Kreispolizeibehörde Rhein-Kreis Neuss

POL-NE: Vorsicht: Betrüger geben sich als Polizisten aus

Dormagen (ots)

In den vergangenen Tagen häufen sich wieder die betrügerischen Telefonanrufe vermeintlicher, das heißt falscher Polizeibeamter. Besonders in Dormagen meldeten Bürgerinnen und Bürger Kontaktaufnahmen dieser Art.

Die Trickbetrüger geben zum Beispiel vor, von der Polizei beziehungsweise Kripo zu sein und derzeit gegen eine kriminelle Bande zu ermitteln. Dabei bräuchten sie angeblich die Unterstützung der jeweiligen Anschlussinhaber, um die Täter zu überführen. Zeigen sich die Angerufenen hilfsbereit, verabreden die Betrüger die Übergabe von Bargeld oder anderer Wertsachen, um damit entweder der Bande eine vermeintliche Falle zu stellen oder um das Vermögen vor den angeblichen Kriminellen zu schützen.

Am Donnerstag (12.06.) kam es in einem solchen Fall tatsächlich zur Übergabe von mehreren tausend Euro.
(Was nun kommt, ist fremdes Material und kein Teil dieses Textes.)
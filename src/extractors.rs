use axum::extract::{FromRequest, FromRequestParts, Multipart, Request};
use axum::http::header;
use axum::http::request::Parts;
use axum::Json;
use bytes::Bytes;
use serde::de::DeserializeOwned;
use std::collections::HashMap;
use std::str::FromStr;

use crate::auth::{Claims, Role};
use crate::error::{AppError, AppResult};
use crate::state::AppState;

/// The authenticated caller, decoded from `Authorization: Bearer <token>`.
#[derive(Debug, Clone)]
pub struct CurrentUser {
    pub id: String,
    pub name: String,
    pub email: String,
    pub role: Role,
}

impl CurrentUser {
    pub fn is_admin(&self) -> bool {
        self.role == Role::Admin
    }

    /// Reject with 403 unless the caller holds one of `roles`.
    pub fn require_role(&self, roles: &[Role]) -> AppResult<()> {
        if roles.contains(&self.role) {
            Ok(())
        } else {
            Err(AppError::forbidden(format!(
                "{} accounts cannot perform this action",
                self.role
            )))
        }
    }
}

impl From<Claims> for CurrentUser {
    fn from(claims: Claims) -> Self {
        Self {
            id: claims.id,
            name: claims.name,
            email: claims.email,
            role: claims.role,
        }
    }
}

impl FromRequestParts<AppState> for CurrentUser {
    type Rejection = AppError;

    async fn from_request_parts(
        parts: &mut Parts,
        state: &AppState,
    ) -> Result<Self, Self::Rejection> {
        let token = bearer_token(parts)
            .ok_or_else(|| AppError::Unauthenticated("No token provided".into()))?;

        state
            .tokens
            .verify(token)
            .map(CurrentUser::from)
            .map_err(|e| {
                tracing::warn!("Rejected bearer token: {}", e);
                AppError::Unauthenticated("Unauthorized or invalid token".into())
            })
    }
}

fn bearer_token(parts: &Parts) -> Option<&str> {
    parts
        .headers
        .get(header::AUTHORIZATION)
        .and_then(|h| h.to_str().ok())
        .and_then(|h| h.strip_prefix("Bearer "))
        .map(str::trim)
        .filter(|t| !t.is_empty())
}

/// `Json<T>` whose rejections come back as a 400 `{message}` body.
#[derive(Debug)]
pub struct JsonBody<T>(pub T);

impl<T> FromRequest<AppState> for JsonBody<T>
where
    T: DeserializeOwned + Send,
{
    type Rejection = AppError;

    async fn from_request(req: Request, state: &AppState) -> Result<Self, Self::Rejection> {
        let Json(value) = Json::<T>::from_request(req, state).await?;
        Ok(JsonBody(value))
    }
}

/// A file part pulled out of a multipart body.
#[derive(Debug, Clone)]
pub struct FileUpload {
    pub field: String,
    pub file_name: String,
    pub content_type: Option<String>,
    pub data: Bytes,
}

/// Text fields plus attached files.
///
/// Accepts `multipart/form-data` (the shape browser forms with attachments
/// send) and plain JSON objects, so attachment-free calls can skip multipart.
#[derive(Debug, Default)]
pub struct UploadForm {
    fields: HashMap<String, String>,
    files: Vec<FileUpload>,
}

impl UploadForm {
    /// Trimmed, non-empty text value for `key`.
    pub fn text(&self, key: &str) -> Option<&str> {
        self.fields
            .get(key)
            .map(|v| v.trim())
            .filter(|v| !v.is_empty())
    }

    /// Non-empty value for `key` exactly as sent. Used for passwords.
    pub fn raw(&self, key: &str) -> Option<&str> {
        self.fields.get(key).map(String::as_str).filter(|v| !v.is_empty())
    }

    pub fn text_owned(&self, key: &str) -> Option<String> {
        self.text(key).map(str::to_string)
    }

    /// Parse `key` when present; a present but unparsable value is a 400.
    pub fn parse<T: FromStr>(&self, key: &str) -> AppResult<Option<T>> {
        match self.text(key) {
            None => Ok(None),
            Some(raw) => raw
                .parse::<T>()
                .map(Some)
                .map_err(|_| AppError::validation(format!("Invalid value for {}", key))),
        }
    }

    /// Take every file submitted under `field`.
    pub fn take_files(&mut self, field: &str) -> Vec<FileUpload> {
        let (matching, rest): (Vec<_>, Vec<_>) = std::mem::take(&mut self.files)
            .into_iter()
            .partition(|f| f.field == field);
        self.files = rest;
        matching
    }

    #[cfg(test)]
    pub(crate) fn from_parts(fields: &[(&str, &str)], files: Vec<FileUpload>) -> Self {
        Self {
            fields: fields
                .iter()
                .map(|(k, v)| (k.to_string(), v.to_string()))
                .collect(),
            files,
        }
    }
}

impl FromRequest<AppState> for UploadForm {
    type Rejection = AppError;

    async fn from_request(req: Request, state: &AppState) -> Result<Self, Self::Rejection> {
        let is_multipart = req
            .headers()
            .get(header::CONTENT_TYPE)
            .and_then(|v| v.to_str().ok())
            .map(|ct| ct.starts_with("multipart/form-data"))
            .unwrap_or(false);

        let mut form = UploadForm::default();

        if is_multipart {
            let mut multipart = Multipart::from_request(req, state)
                .await
                .map_err(|e| AppError::validation(e.body_text()))?;

            while let Some(field) = multipart
                .next_field()
                .await
                .map_err(|e| AppError::validation(e.body_text()))?
            {
                let name = field.name().unwrap_or_default().to_string();
                match field.file_name().map(str::to_string) {
                    Some(file_name) => {
                        let content_type = field.content_type().map(str::to_string);
                        let data = field
                            .bytes()
                            .await
                            .map_err(|e| AppError::validation(e.body_text()))?;
                        // Browsers send an empty part for an untouched file input
                        if file_name.is_empty() && data.is_empty() {
                            continue;
                        }
                        form.files.push(FileUpload {
                            field: name,
                            file_name,
                            content_type,
                            data,
                        });
                    }
                    None => {
                        let value = field
                            .text()
                            .await
                            .map_err(|e| AppError::validation(e.body_text()))?;
                        form.fields.insert(name, value);
                    }
                }
            }
        } else {
            let Json(value) = Json::<serde_json::Value>::from_request(req, state).await?;

            let object = value
                .as_object()
                .ok_or_else(|| AppError::validation("Request body must be an object"))?;
            for (key, value) in object {
                let text = match value {
                    serde_json::Value::String(s) => s.clone(),
                    serde_json::Value::Number(n) => n.to_string(),
                    serde_json::Value::Bool(b) => b.to_string(),
                    _ => continue,
                };
                form.fields.insert(key.clone(), text);
            }
        }

        Ok(form)
    }
}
Eine Seniorin übergab an der Aggerstraße in Hackenbroich das Bargeld einem Boten. Nach der Übergabe kamen der Frau Zweifel an der Sache und sie verständigte die echte Polizei. Ihre schlimmen Befürchtungen bewahrheiteten sich; sie war einem Betrüger aufgesessen.
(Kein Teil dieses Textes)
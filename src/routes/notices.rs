use axum::extract::{Path, State};
use axum::http::StatusCode;
use axum::routing::{get, put};
use axum::{Json, Router};
use serde_json::{json, Value};

use crate::auth::Role;
use crate::db::models::Notice;
use crate::db::notices::{self, NoticeChanges};
use crate::db::votes::VoteKind;
use crate::error::{AppError, AppResult};
use crate::extractors::{CurrentUser, UploadForm};
use crate::media::{self, MAX_ATTACHMENTS};
use crate::state::AppState;

const MEDIA_FOLDER: &str = "notices";

pub fn router() -> Router<AppState> {
    Router::new()
        .route("/notice", get(list_notices).post(create_notice))
        .route(
            "/notice/{id}",
            get(get_notice).put(update_notice).delete(delete_notice),
        )
        .route("/notice/{id}/like", put(like))
        .route("/notice/{id}/dislike", put(dislike))
}

async fn create_notice(
    State(state): State<AppState>,
    user: CurrentUser,
    mut form: UploadForm,
) -> AppResult<(StatusCode, Json<Value>)> {
    user.require_role(&[Role::Member])?;

    let files = form.take_files("media");
    let (Some(title), Some(content)) = (form.text("title"), form.text("content")) else {
        return Err(AppError::validation("Title and Content are required"));
    };
    if files.len() > MAX_ATTACHMENTS {
        return Err(AppError::validation(format!(
            "At most {} media files are allowed",
            MAX_ATTACHMENTS
        )));
    }

    let media = media::upload_all(state.media.as_ref(), MEDIA_FOLDER, &files).await?;

    let conn = state.db.get()?;
    let notice = notices::insert_notice(&conn, title, content, &media, &user.id)?;
    tracing::info!("Member {} posted notice {}", user.id, notice.id);
    Ok((
        StatusCode::CREATED,
        Json(json!({ "message": "Notice created successfully", "notice": notice })),
    ))
}

async fn list_notices(State(state): State<AppState>) -> AppResult<Json<Vec<Notice>>> {
    let conn = state.db.get()?;
    Ok(Json(notices::list_notices(&conn)?))
}

async fn get_notice(
    State(state): State<AppState>,
    _user: CurrentUser,
    Path(id): Path<String>,
) -> AppResult<Json<Notice>> {
    let conn = state.db.get()?;
    notices::get_notice(&conn, &id)?
        .map(Json)
        .ok_or_else(|| AppError::not_found("Notice not found"))
}

async fn update_notice(
    State(state): State<AppState>,
    user: CurrentUser,
    Path(id): Path<String>,
    mut form: UploadForm,
) -> AppResult<Json<Value>> {
    user.require_role(&[Role::Member, Role::Admin])?;

    let files = form.take_files("media");
    if files.len() > MAX_ATTACHMENTS {
        return Err(AppError::validation(format!(
            "At most {} media files are allowed",
            MAX_ATTACHMENTS
        )));
    }
    {
        let conn = state.db.get()?;
        if notices::get_notice(&conn, &id)?.is_none() {
            return Err(AppError::not_found("Notice not found"));
        }
    }

    let mut changes = NoticeChanges {
        title: form.text_owned("title"),
        content: form.text_owned("content"),
        media: None,
    };
    if !files.is_empty() {
        changes.media = Some(media::upload_all(state.media.as_ref(), MEDIA_FOLDER, &files).await?);
    }

    let conn = state.db.get()?;
    let notice = notices::update_notice(&conn, &id, &changes)?
        .ok_or_else(|| AppError::not_found("Notice not found"))?;
    Ok(Json(json!({ "message": "Notice updated successfully", "notice": notice })))
}

async fn delete_notice(
    State(state): State<AppState>,
    user: CurrentUser,
    Path(id): Path<String>,
) -> AppResult<Json<Value>> {
    user.require_role(&[Role::Member, Role::Admin])?;

    let conn = state.db.get()?;
    if !notices::delete_notice(&conn, &id)? {
        return Err(AppError::not_found("Notice not found"));
    }
    tracing::info!("Notice {} deleted by {}", id, user.id);
    Ok(Json(json!({ "message": "Notice deleted successfully" })))
}

fn vote(state: &AppState, user: &CurrentUser, id: &str, kind: VoteKind) -> AppResult<Notice> {
    let mut conn = state.db.get()?;
    notices::cast_vote(&mut conn, id, &user.id, kind)?
        .ok_or_else(|| AppError::not_found("Notice not found"))
}

async fn like(
    State(state): State<AppState>,
    user: CurrentUser,
    Path(id): Path<String>,
) -> AppResult<Json<Value>> {
    let notice = vote(&state, &user, &id, VoteKind::Like)?;
    Ok(Json(json!({ "message": "Like status updated", "notice": notice })))
}

async fn dislike(
    State(state): State<AppState>,
    user: CurrentUser,
    Path(id): Path<String>,
) -> AppResult<Json<Value>> {
    let notice = vote(&state, &user, &id, VoteKind::Dislike)?;
    Ok(Json(json!({ "message": "Dislike status updated", "notice": notice })))
}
Die Kripo hat nun die Ermittlungen aufgenommen. Den Tatverdächtigen, der das Geld in Empfang nahm, beschrieb die Dormagenerin als etwa 175 Zentimeter groß, sehr schlank und auffallend ungepflegt. Der Mann hatte dunkle Haare und einen Dreitagebart. Er trug langärmlige Jeanskleidung und hatte ein westeuropäisches Erscheinungsbild. Hinweise von möglichen Zeugen werden vom zuständigen Kriminalkommissariat unter der Telefonnummer 02131 300-0 entgegen genommen.
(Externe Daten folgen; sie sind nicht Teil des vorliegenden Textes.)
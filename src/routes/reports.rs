use axum::extract::{Path, State};
use axum::http::StatusCode;
use axum::routing::{get, patch};
use axum::{Json, Router};
use serde::Deserialize;
use serde_json::{json, Value};

use crate::auth::Role;
use crate::db::models::{Category, Report, ReportStatus};
use crate::db::reports::{self, NewReport, ReportChanges};
use crate::db::votes::VoteKind;
use crate::error::{AppError, AppResult};
use crate::extractors::{CurrentUser, FileUpload, JsonBody, UploadForm};
use crate::media::{self, MAX_ATTACHMENTS};
use crate::state::AppState;

const MEDIA_FOLDER: &str = "reports";

#[derive(Deserialize)]
pub struct StatusBody {
    /// Kept loose so a non-string value is reported as an invalid status.
    pub status: Option<Value>,
}

pub fn router() -> Router<AppState> {
    Router::new()
        .route("/userPost", get(list_reports).post(create_report))
        .route("/userPost/user/{id}", get(list_by_owner))
        .route(
            "/userPost/{id}",
            get(get_report).put(update_report).delete(delete_report),
        )
        .route("/userPost/{id}/status", patch(update_status))
        .route("/userPost/{id}/like", patch(like))
        .route("/userPost/{id}/dislike", patch(dislike))
        .route("/userPost/{id}/upvote", patch(upvote))
}

fn parse_category(raw: &str) -> AppResult<Category> {
    raw.parse()
        .map_err(|_| AppError::validation("Invalid category"))
}

fn parse_status(raw: &str) -> AppResult<ReportStatus> {
    raw.parse()
        .map_err(|_| AppError::validation("Invalid status value"))
}

fn check_attachment_count(files: &[FileUpload]) -> AppResult<()> {
    if files.len() > MAX_ATTACHMENTS {
        return Err(AppError::validation(format!(
            "At most {} media files are allowed",
            MAX_ATTACHMENTS
        )));
    }
    Ok(())
}

async fn create_report(
    State(state): State<AppState>,
    user: CurrentUser,
    mut form: UploadForm,
) -> AppResult<(StatusCode, Json<Value>)> {
    // Any signed-in account may file a report
    let files = form.take_files("media");
    let (Some(title), Some(description), Some(category), Some(location)) = (
        form.text("title"),
        form.text("description"),
        form.text("category"),
        form.text("location"),
    ) else {
        return Err(AppError::validation("All fields are required"));
    };
    let category = parse_category(category)?;
    let ward_no = form.parse::<i64>("wardNo")?;
    check_attachment_count(&files)?;

    // Store attachments first so the row only ever points at hosted files
    let media = media::upload_all(state.media.as_ref(), MEDIA_FOLDER, &files).await?;

    let conn = state.db.get()?;
    let report = reports::insert_report(
        &conn,
        &NewReport {
            title,
            description,
            category,
            media: &media,
            location,
            district: form.text("district"),
            panchayath: form.text("panchayath"),
            ward_no,
            created_by: &user.id,
        },
    )?;
    tracing::info!("User {} filed report {}", user.id, report.id);

    Ok((
        StatusCode::CREATED,
        Json(json!({ "message": "Report created successfully", "report": report })),
    ))
}

async fn list_reports(State(state): State<AppState>) -> AppResult<Json<Vec<Report>>> {
    let conn = state.db.get()?;
    Ok(Json(reports::list_reports(&conn)?))
}

async fn get_report(State(state): State<AppState>, Path(id): Path<String>) -> AppResult<Json<Report>> {
    let conn = state.db.get()?;
    reports::get_report(&conn, &id)?
        .map(Json)
        .ok_or_else(|| AppError::not_found("Report not found"))
}

async fn list_by_owner(
    State(state): State<AppState>,
    _user: CurrentUser,
    Path(owner_id): Path<String>,
) -> AppResult<Json<Vec<Report>>> {
    let conn = state.db.get()?;
    Ok(Json(reports::list_reports_by_owner(&conn, &owner_id)?))
}

async fn update_report(
    State(state): State<AppState>,
    user: CurrentUser,
    Path(id): Path<String>,
    mut form: UploadForm,
) -> AppResult<Json<Value>> {
    // Authorize before touching the upload; the connection is dropped before any await
    {
        let conn = state.db.get()?;
        let owner = reports::report_owner(&conn, &id)?
            .ok_or_else(|| AppError::not_found("Report not found"))?;
        let may_edit = owner == user.id || matches!(user.role, Role::Member | Role::Admin);
        if !may_edit {
            return Err(AppError::forbidden("Not authorized to update this report"));
        }
    }

    let files = form.take_files("media");
    check_attachment_count(&files)?;
    let mut changes = ReportChanges {
        title: form.text_owned("title"),
        description: form.text_owned("description"),
        category: form.text("category").map(parse_category).transpose()?,
        location: form.text_owned("location"),
        district: form.text_owned("district"),
        panchayath: form.text_owned("panchayath"),
        ward_no: form.parse("wardNo")?,
        status: form.text("status").map(parse_status).transpose()?,
        media: None,
    };
    // New files replace the whole media list
    if !files.is_empty() {
        changes.media = Some(media::upload_all(state.media.as_ref(), MEDIA_FOLDER, &files).await?);
    }

    let conn = state.db.get()?;
    let report = reports::update_report(&conn, &id, &changes)?
        .ok_or_else(|| AppError::not_found("Report not found"))?;
    Ok(Json(json!({ "message": "Report updated successfully", "report": report })))
}

async fn update_status(
    State(state): State<AppState>,
    _user: CurrentUser,
    Path(id): Path<String>,
    JsonBody(body): JsonBody<StatusBody>,
) -> AppResult<Json<Value>> {
    let status = body
        .status
        .as_ref()
        .and_then(Value::as_str)
        .map(str::trim)
        .filter(|s| !s.is_empty())
        .ok_or_else(|| AppError::validation("Invalid status value"))
        .and_then(parse_status)?;

    let conn = state.db.get()?;
    let report = reports::set_status(&conn, &id, status)?
        .ok_or_else(|| AppError::not_found("Report not found"))?;
    Ok(Json(json!({ "message": "Status updated successfully", "report": report })))
}

async fn delete_report(
    State(state): State<AppState>,
    user: CurrentUser,
    Path(id): Path<String>,
) -> AppResult<Json<Value>> {
    let conn = state.db.get()?;
    let owner = reports::report_owner(&conn, &id)?
        .ok_or_else(|| AppError::not_found("Report not found"))?;
    if owner != user.id && !user.is_admin() {
        return Err(AppError::forbidden("Not authorized to delete this report"));
    }

    reports::delete_report(&conn, &id)?;
    tracing::info!("Report {} deleted by {}", id, user.id);
    Ok(Json(json!({ "message": "Report deleted successfully" })))
}

fn vote(state: &AppState, user: &CurrentUser, id: &str, kind: VoteKind) -> AppResult<Report> {
    let mut conn = state.db.get()?;
    reports::cast_vote(&mut conn, id, &user.id, kind)?
        .ok_or_else(|| AppError::not_found("Report not found"))
}

async fn like(
    State(state): State<AppState>,
    user: CurrentUser,
    Path(id): Path<String>,
) -> AppResult<Json<Value>> {
    let report = vote(&state, &user, &id, VoteKind::Like)?;
    Ok(Json(json!({ "message": "Like updated", "updatedPost": report })))
}

async fn dislike(
    State(state): State<AppState>,
    user: CurrentUser,
    Path(id): Path<String>,
) -> AppResult<Json<Value>> {
    let report = vote(&state, &user, &id, VoteKind::Dislike)?;
    Ok(Json(json!({ "message": "Dislike updated", "updatedPost": report })))
}

async fn upvote(
    State(state): State<AppState>,
    user: CurrentUser,
    Path(id): Path<String>,
) -> AppResult<Json<Value>> {
    let report = vote(&state, &user, &id, VoteKind::Upvote)?;
    Ok(Json(json!({ "message": "Upvote updated", "updatedPost": report })))
}

#[cfg(test)]
mod tests {
    use super::*;

    #[test]
    fn status_parsing_is_exact() {
        assert_eq!(parse_status("Inprogress").unwrap(), ReportStatus::Inprogress);
        assert!(parse_status("Closed").is_err());
        assert!(parse_status("solved").is_err());
    }

    #[test]
    fn attachment_limit() {
        let file = FileUpload {
            field: "media".into(),
            file_name: "a.png".into(),
            content_type: None,
            data: bytes::Bytes::from_static(b"x"),
        };
        assert!(check_attachment_count(&vec![file.clone(); MAX_ATTACHMENTS]).is_ok());
        assert!(check_attachment_count(&vec![file; MAX_ATTACHMENTS + 1]).is_err());
    }
}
Die Polizei warnt: Lassen Sie sich nicht am Telefon zur Herausgabe von Geld, Wertsachen oder persönlichen Daten nötigen. Es handelt sich bei solchen Anrufern auf keinen Fall um Polizeibeamte wohlmöglich aber um Telefonbetrüger. Wer derartig kontaktiert wird, sollte einfach auflegen und keinesfalls Auskunft zu persönlichen Daten oder Vermögenswerten geben. Im Zweifelsfall kann man sich Rat bei Bekannten sowie Verwandten suchen oder sich direkt an die Polizei (02131 300-0) wenden.